6. The Forbearance shall be limited precisely as written herein and
relates solely to the Acknowledged Defaults. The Forbearance shall not be deemed
to (a) constitute a waiver of compliance by Borrowers or Guarantors or a
forbearance of the rights of the Lender with respect to any other term,
provision or condition of the Credit Agreement or any other instrument or
agreement referred to therein, or (b) except to the extent of the Forbearance,
prejudice or impair in any manner the exercise of any right or remedy that the
Lender may now have or may in the future under applicable law or under in
connection with the Credit Agreement or any other instrument or agreement
referred to therein. Subject only to the Forbearance, the Lender expressly
reserves the right to exercise any right or remedy which the Lender may have
under applicable law, the Credit Agreement or the other Loan Documents.
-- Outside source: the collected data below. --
//! Nonce generation for Coins-E API authentication.
//!
//! The exchange rejects an authenticated request whose nonce is not strictly
//! greater than the last accepted nonce for the same key. The client does not
//! enforce that ordering itself; it stamps each request with one value from a
//! [`NonceProvider`] and leaves the choice of source to the caller.

use std::sync::atomic::{AtomicU64, Ordering};
use std::time::{SystemTime, UNIX_EPOCH};

/// Trait for providing nonces for authenticated requests.
///
/// The provider is consulted exactly once per signed request. The default
/// source is [`UnixTimeNonce`]; callers issuing several requests per second
/// should supply [`IncreasingNonce`] or their own strictly-increasing source.
///
/// Implementations must be safe to call from concurrent requests; any
/// interior state is the provider's own responsibility.
pub trait NonceProvider: Send + Sync {
    /// Generate the nonce value for the next request.
    fn next_nonce(&self) -> u64;
}

/// Any `Fn() -> u64` closure can serve as a nonce source.
///
/// ```
/// use std::sync::Arc;
/// use coinse_api_client::auth::NonceProvider;
///
/// let provider: Arc<dyn NonceProvider> = Arc::new(|| 42u64);
/// assert_eq!(provider.next_nonce(), 42);
/// ```
impl<F> NonceProvider for F
where
    F: Fn() -> u64 + Send + Sync,
{
    fn next_nonce(&self) -> u64 {
        self()
    }
}

/// The default nonce source: the current Unix time in whole seconds.
///
/// A plain wall-clock read is race-free across threads, but two requests in
/// the same second receive the same value and the exchange will reject the
/// second one.
#[derive(Debug, Default, Clone, Copy)]
pub struct UnixTimeNonce;

impl UnixTimeNonce {
    /// Create a new wall-clock nonce provider.
    pub fn new() -> Self {
        Self
    }
}

impl NonceProvider for UnixTimeNonce {
    fn next_nonce(&self) -> u64 {
        unix_time_secs()
    }
}

/// A nonce provider that generates strictly increasing values.
///
/// Starts from the current Unix time in seconds and hands out
/// `max(now, last + 1)`, so values keep tracking the wall clock while never
/// repeating, even for several requests within the same second or from
/// concurrent threads.
pub struct IncreasingNonce {
    last_nonce: AtomicU64,
}

impl IncreasingNonce {
    /// Create a new increasing nonce provider.
    pub fn new() -> Self {
        Self {
            last_nonce: AtomicU64::new(0),
        }
    }
}

impl Default for IncreasingNonce {
    fn default() -> Self {
        Self::new()
    }
}

impl NonceProvider for IncreasingNonce {
    fn next_nonce(&self) -> u64 {
        let time_nonce = unix_time_secs();

        // Ensure the nonce is strictly increasing.
        // Use the max of current time and last + 1.
        loop {
            let last = self.last_nonce.load(Ordering::SeqCst);
            let next = time_nonce.max(last + 1);

            if self
                .last_nonce
                .compare_exchange(last, next, Ordering::SeqCst, Ordering::SeqCst)
                .is_ok()
            {
                return next;
            }
            // If CAS failed, another thread updated the value. Retry.
        }
    }
}

/// Current time in whole seconds since the Unix epoch.
fn unix_time_secs() -> u64 {
    SystemTime::now()
        .duration_since(UNIX_EPOCH)
        .unwrap_or_default()
        .as_secs()
}

#[cfg(test)]
mod tests {
    use super::*;
    use std::collections::HashSet;
    use std::sync::Arc;
    use std::thread;

    #[test]
    fn test_unix_time_nonce_is_current() {
        let provider = UnixTimeNonce::new();
        let nonce = provider.next_nonce();
        // 2023-11-14; anything earlier means the clock read went wrong.
        assert!(nonce > 1_700_000_000);
    }

    #[test]
    fn test_unix_time_nonce_never_decreases() {
        let provider = UnixTimeNonce::new();
        let first = provider.next_nonce();
        let second = provider.next_nonce();
        assert!(second >= first);
    }

    #[test]
    fn test_closure_as_nonce_provider() {
        let provider: Arc<dyn NonceProvider> = Arc::new(|| 1_234u64);
        assert_eq!(provider.next_nonce(), 1_234);
        assert_eq!(provider.next_nonce(), 1_234);
    }

    #[test]
    fn test_increasing_nonce_strictly_increasing() {
        let provider = IncreasingNonce::new();

        let mut last = 0u64;
        for _ in 0..1000 {
            let nonce = provider.next_nonce();
            assert!(nonce > last, "Nonce must be strictly increasing");
            last = nonce;
        }
    }

    #[test]
    fn test_increasing_nonce_unique_across_threads() {
        let provider = Arc::new(IncreasingNonce::new());
        let mut handles = vec![];

        for _ in 0..4 {
            let p = provider.clone();
            handles.push(thread::spawn(move || {
                let mut nonces = Vec::new();
                for _ in 0..1000 {
                    nonces.push(p.next_nonce());
                }
                nonces
            }));
        }

        let mut all_nonces = HashSet::new();
        for handle in handles {
            let nonces = handle.join().unwrap();
            for nonce in nonces {
                assert!(
                    all_nonces.insert(nonce),
                    "Nonce must be unique across threads"
                );
            }
        }
    }
}
impl CoinseRestClientBuilder {
    /// Create a new builder with default settings.
    pub fn new() -> Self {
        Self {
            private_url: COINSE_API_URL.to_string(),
            public_url: COINSE_API_URL.to_string(),
            credentials: None,
            nonce_provider: None,
            timeout: DEFAULT_TIMEOUT,
            strict_tls: true,
            http_client: None,
            user_agent: None,
        }
    }

    /// Set both base URLs at once (useful for testing with a mock server).
    pub fn base_url(mut self, url: impl Into<String>) -> Self {
        let url = ensure_trailing_slash(url.into());
        self.private_url = url.clone();
        self.public_url = url;
        self
    }

    /// Set the trade (private) API base URL.
    pub fn private_url(mut self, url: impl Into<String>) -> Self {
        self.private_url = ensure_trailing_slash(url.into());
        self
    }

    /// Set the public API base URL.
    pub fn public_url(mut self, url: impl Into<String>) -> Self {
        self.public_url = ensure_trailing_slash(url.into());
        self
    }

    /// Set the credentials used for trade (private) endpoints.
    pub fn credentials(mut self, credentials: Credentials) -> Self {
        self.credentials = Some(credentials);
        self
    }

    /// Set a custom nonce provider (default: wall-clock Unix seconds).
    pub fn nonce_provider(mut self, provider: Arc<dyn NonceProvider>) -> Self {
        self.nonce_provider = Some(provider);
        self
    }

    /// Set the request timeout (default 5000 ms).
    ///
    /// Ignored when a [custom HTTP client](Self::http_client) is supplied.
    pub fn timeout(mut self, timeout: Duration) -> Self {
        self.timeout = timeout;
        self
    }

    /// Control TLS certificate verification (default: strict).
    ///
    /// Ignored when a [custom HTTP client](Self::http_client) is supplied.
    pub fn strict_tls(mut self, strict: bool) -> Self {
        self.strict_tls = strict;
        self
    }

    /// Supply a pre-built HTTP client to perform requests with.
    ///
    /// Timeout, TLS, and user-agent settings then belong to that client.
    pub fn http_client(mut self, client: reqwest::Client) -> Self {
        self.http_client = Some(client);
        self
    }

    /// Set a custom user agent for the internally-built HTTP client.
    pub fn user_agent(mut self, user_agent: impl Into<String>) -> Self {
        self.user_agent = Some(user_agent.into());
        self
    }

    /// Build the client.
    pub fn build(self) -> CoinseRestClient {
        let reqwest_client = match self.http_client {
            Some(client) => client,
            None => {
                // Build default headers.
                let mut headers = HeaderMap::new();
                let user_agent = self
                    .user_agent
                    .unwrap_or_else(|| format!("coinse-api-client/{}", env!("CARGO_PKG_VERSION")));
                let header_value = HeaderValue::from_str(&user_agent)
                    .unwrap_or_else(|_| HeaderValue::from_static("coinse-api-client"));
                headers.insert(USER_AGENT, header_value);

                reqwest::Client::builder()
                    .default_headers(headers)
                    .timeout(self.timeout)
                    .danger_accept_invalid_certs(!self.strict_tls)
                    .build()
                    .unwrap_or_else(|_| reqwest::Client::new())
            }
        };

        let http_client = ClientBuilder::new(reqwest_client)
            .with(TracingMiddleware::default())
            .build();

        let nonce_provider = self
            .nonce_provider
            .unwrap_or_else(|| Arc::new(UnixTimeNonce::new()));

        CoinseRestClient {
            http_client,
            private_url: self.private_url,
            public_url: self.public_url,
            credentials: self.credentials,
            nonce_provider,
        }
    }
}
//! Trade (private) REST API endpoints (authentication required).
//!
//! These endpoints require API credentials to be configured on the client.

mod types;

pub use types::*;

use serde_json::Value;

use crate::error::CoinseError;
use crate::rest::CoinseRestClient;
use crate::rest::endpoints::{prefix, private};

impl CoinseRestClient {
    /// Get every wallet on the account.
    ///
    /// # Example
    ///
    /// ```rust,no_run
    /// use coinse_api_client::auth::Credentials;
    /// use coinse_api_client::rest::CoinseRestClient;
    ///
    /// #[tokio::main]
    /// async fn main() -> Result<(), Box<dyn std::error::Error>> {
    ///     let client = CoinseRestClient::builder()
    ///         .credentials(Credentials::new("key", "secret"))
    ///         .build();
    ///
    ///     let wallets = client.get_all_wallets().await?;
    ///     println!("Wallets: {wallets}");
    ///     Ok(())
    /// }
    /// ```
    pub async fn get_all_wallets(&self) -> Result<Value, CoinseError> {
        #[derive(serde::Serialize)]
        struct Empty {}
        self.private_post(private::GET_WALLETS, prefix::WALLETS, "all", &Empty {})
            .await
    }

    /// Get the wallet for a single coin.
    pub async fn get_wallet(&self, coin: &str) -> Result<Value, CoinseError> {
        #[derive(serde::Serialize)]
        struct Empty {}
        self.private_post(private::GET_WALLET, prefix::WALLET, coin, &Empty {})
            .await
    }

    /// Get the deposit address for a single coin's wallet.
    pub async fn get_deposit_address(&self, coin: &str) -> Result<Value, CoinseError> {
        #[derive(serde::Serialize)]
        struct Empty {}
        self.private_post(private::GET_DEPOSIT_ADDRESS, prefix::WALLET, coin, &Empty {})
            .await
    }

    /// Ask the exchange to refresh a single coin's wallet.
    pub async fn update_wallet(&self, coin: &str) -> Result<Value, CoinseError> {
        #[derive(serde::Serialize)]
        struct Empty {}
        self.private_post(private::UPDATE_WALLET, prefix::WALLET, coin, &Empty {})
            .await
    }

    /// Place a new order on a market.
    ///
    /// # Example
    ///
    /// ```rust,no_run
    /// use coinse_api_client::auth::Credentials;
    /// use coinse_api_client::rest::CoinseRestClient;
    /// use coinse_api_client::rest::private::{OrderSide, PlaceOrderParams};
    ///
    /// #[tokio::main]
    /// async fn main() -> Result<(), Box<dyn std::error::Error>> {
    ///     let client = CoinseRestClient::builder()
    ///         .credentials(Credentials::new("key", "secret"))
    ///         .build();
    ///
    ///     let order = PlaceOrderParams::new(
    ///         OrderSide::Buy,
    ///         "0.0021".parse()?,
    ///         "100".parse()?,
    ///     );
    ///     let placed = client.place_order("ltc_btc", &order).await?;
    ///     println!("Placed: {placed}");
    ///     Ok(())
    /// }
    /// ```
    pub async fn place_order(
        &self,
        pair: &str,
        params: &PlaceOrderParams,
    ) -> Result<Value, CoinseError> {
        self.private_post(private::NEW_ORDER, prefix::MARKET, pair, params)
            .await
    }

    /// Get a single order on a market.
    pub async fn get_order(&self, pair: &str, order_id: &str) -> Result<Value, CoinseError> {
        #[derive(serde::Serialize)]
        struct Params<'a> {
            order_id: &'a str,
        }
        self.private_post(private::GET_ORDER, prefix::MARKET, pair, &Params { order_id })
            .await
    }

    /// Cancel a single order on a market.
    pub async fn cancel_order(&self, pair: &str, order_id: &str) -> Result<Value, CoinseError> {
        #[derive(serde::Serialize)]
        struct Params<'a> {
            order_id: &'a str,
        }
        self.private_post(private::CANCEL_ORDER, prefix::MARKET, pair, &Params { order_id })
            .await
    }

    /// List orders on a market, optionally filtered.
    pub async fn list_orders(
        &self,
        pair: &str,
        params: &ListOrdersParams,
    ) -> Result<Value, CoinseError> {
        self.private_post(private::LIST_ORDERS, prefix::MARKET, pair, params)
            .await
    }
}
7. The Lender acknowledges and agrees that the Default Rate shall not
accrue during the Forbearance Period, but shall accrue at the Default Rate upon
the termination of the Forbearance Period unless all Acknowledged Defaults have
been cured to the satisfaction of the Lender and there shall not have occurred
any other Default or Event of Default under the Credit Agreement or the Loan
Documents or any breach or default under this Agreement.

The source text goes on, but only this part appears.